Detection and differentiation of staphylococcal contamination of clinical surfaces using denaturing gradient gel electrophoresis

SummaryThe detection and identification of staphylococci from the environment of at-risk patients can be an important step in determining the role of the environment in hospital-acquired infections. Current methods that are used to identify these pathogens are either limited in their capabilities, expensive and/or labour intensive. We developed a denaturing gradient gel electrophoresis (DGGE) analysis protocol for the detection and identification of staphylococci that takes advantage of species-specific polymorphisms in the gene that encodes elongation factor Tu (tuf).

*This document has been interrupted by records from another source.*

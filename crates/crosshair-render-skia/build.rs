// File: crates/crosshair-render-skia/build.rs
// Summary: Build script to link required Windows system libraries for Skia/ICU.

fn main() {
    #[cfg(target_os = "windows")]
    {
        // Needed for RegOpenKeyExW, RegQueryInfoKeyW, etc.
        println!("cargo:rustc-link-lib=advapi32");
    }
}
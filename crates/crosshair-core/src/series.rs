// File: crates/crosshair-core/src/series.rs
// Summary: Dataset model: ordered samples plus the per-dataset flags the crosshair reads.

use serde::{Deserialize, Serialize};

use crate::color::Color;

/// One sample of a dataset: a bare value at its implicit index, or an explicit
/// `(x, y)` pair.
#[derive(Clone, Copy, Debug, PartialEq, Serialize, Deserialize)]
#[serde(untagged)]
pub enum Sample {
    Point { x: f64, y: f64 },
    Value(f64),
}

impl Sample {
    pub const fn point(x: f64, y: f64) -> Self { Sample::Point { x, y } }

    /// X position of the sample stored at `index`.
    #[inline]
    pub fn x_at(&self, index: usize) -> f64 {
        match *self {
            Sample::Point { x, .. } => x,
            Sample::Value(_) => index as f64,
        }
    }

    #[inline]
    pub fn y(&self) -> f64 {
        match *self {
            Sample::Point { y, .. } | Sample::Value(y) => y,
        }
    }
}

impl From<(f64, f64)> for Sample {
    fn from((x, y): (f64, f64)) -> Self { Sample::Point { x, y } }
}

impl From<f64> for Sample {
    fn from(v: f64) -> Self { Sample::Value(v) }
}

#[derive(Clone, Debug, PartialEq, Serialize, Deserialize)]
#[serde(rename_all = "camelCase")]
pub struct Dataset {
    #[serde(default)]
    pub label: String,
    pub data: Vec<Sample>,
    #[serde(default)]
    pub hidden: bool,
    /// Opt in to interpolated values under the crosshair.
    #[serde(default)]
    pub interpolate: bool,
    /// Rendered as horizontal steps instead of sloped segments.
    #[serde(default)]
    pub stepped: bool,
    #[serde(default = "default_border_color")]
    pub border_color: Color,
}

fn default_border_color() -> Color { Color::from_rgb(64, 160, 255) }

impl Dataset {
    pub fn new(label: impl Into<String>) -> Self {
        Self {
            label: label.into(),
            data: Vec::new(),
            hidden: false,
            interpolate: false,
            stepped: false,
            border_color: default_border_color(),
        }
    }

    /// Dataset of explicit `(x, y)` points.
    pub fn with_points(label: impl Into<String>, points: impl IntoIterator<Item = (f64, f64)>) -> Self {
        let mut d = Self::new(label);
        d.data = points.into_iter().map(Sample::from).collect();
        d
    }

    /// Dataset of bare values at implicit indices (category charts).
    pub fn with_values(label: impl Into<String>, values: impl IntoIterator<Item = f64>) -> Self {
        let mut d = Self::new(label);
        d.data = values.into_iter().map(Sample::Value).collect();
        d
    }

    pub fn interpolated(mut self) -> Self { self.interpolate = true; self }
    pub fn stepped(mut self) -> Self { self.stepped = true; self }
    pub fn hidden(mut self) -> Self { self.hidden = true; self }
    pub fn with_border_color(mut self, color: Color) -> Self { self.border_color = color; self }

    /// `(x_min, x_max, y_min, y_max)` over finite samples, or `None` when empty.
    pub fn extent(&self) -> Option<(f64, f64, f64, f64)> {
        let mut ext: Option<(f64, f64, f64, f64)> = None;
        for (i, s) in self.data.iter().enumerate() {
            let (x, y) = (s.x_at(i), s.y());
            if !x.is_finite() || !y.is_finite() { continue; }
            ext = Some(match ext {
                None => (x, x, y, y),
                Some((x0, x1, y0, y1)) => (x0.min(x), x1.max(x), y0.min(y), y1.max(y)),
            });
        }
        ext
    }
}
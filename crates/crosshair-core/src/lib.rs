// File: crates/crosshair-core/src/lib.rs
// Summary: Core library entry point; exports the crosshair plugin, interpolation engine and sync bus.

pub mod axis;
pub mod chart;
pub mod color;
pub mod config;
pub mod error;
pub mod geometry;
pub mod gesture;
pub mod host;
pub mod instance;
pub mod interaction;
pub mod interpolate;
pub mod plugin;
pub mod render;
pub mod scale;
pub mod series;
pub mod sync;
pub mod throttle;
pub mod types;
pub mod zoom;

pub use axis::{AxisKind, AxisRange, Scale, TickLabel};
pub use chart::HeadlessChart;
pub use color::Color;
pub use config::{CrosshairConfig, CrosshairOptions, DEFAULT_CONFIG};
pub use error::{CrosshairError, InterpolationError, Result};
pub use geometry::{Point, Rect};
pub use gesture::{PointerEvent, PointerKind};
pub use host::{ChartHost, ControlHandle};
pub use instance::{ChartInstance, SharedInstance};
pub use interaction::{interpolate_mode, ElementRef, InteractionItem};
pub use interpolate::{interpolate, DataPoint, Interpolated, InterpolationInput};
pub use plugin::{ChartPlugin, Crosshair};
pub use render::{DrawSurface, RecordingSurface, StrokeStyle};
pub use scale::{AxisScale, CategoryScale, NumericScale};
pub use series::{Dataset, Sample};
pub use sync::{SyncBus, SyncMessage, Subscription};
pub use zoom::{filter_to_range, ResetOrigin};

The protocol was optimised by performing polymerase chain reaction (PCR)–DGGE analysis on DNA isolated from pure cultures of 27 different staphylococcal species. This resulted in the separation of the PCR products into 19 different band positions, including unique positions for important species such as Staphylococcus aureus, S. hominis, S. lugdunensis, S. warneri, S. capitis, S. caprae and S. saprophyticus. Application of the method was demonstrated by swabbing 15 clinical surfaces in an isolation room occupied by a patient before and after routine cleaning. PCR–DGGE analysis of tuf showed that despite cleaning efforts, the surfaces remained contaminated with several species of staphylococci, including S. aureus, S. epidermidis, S. lugdunensis, S. hominis, S. haemolyticus and S. simulans. We conclude that DGGE of tuf represents a promising technique for the detection, characterisation and monitoring of mixed assemblages of staphylococci in the healthcare environment.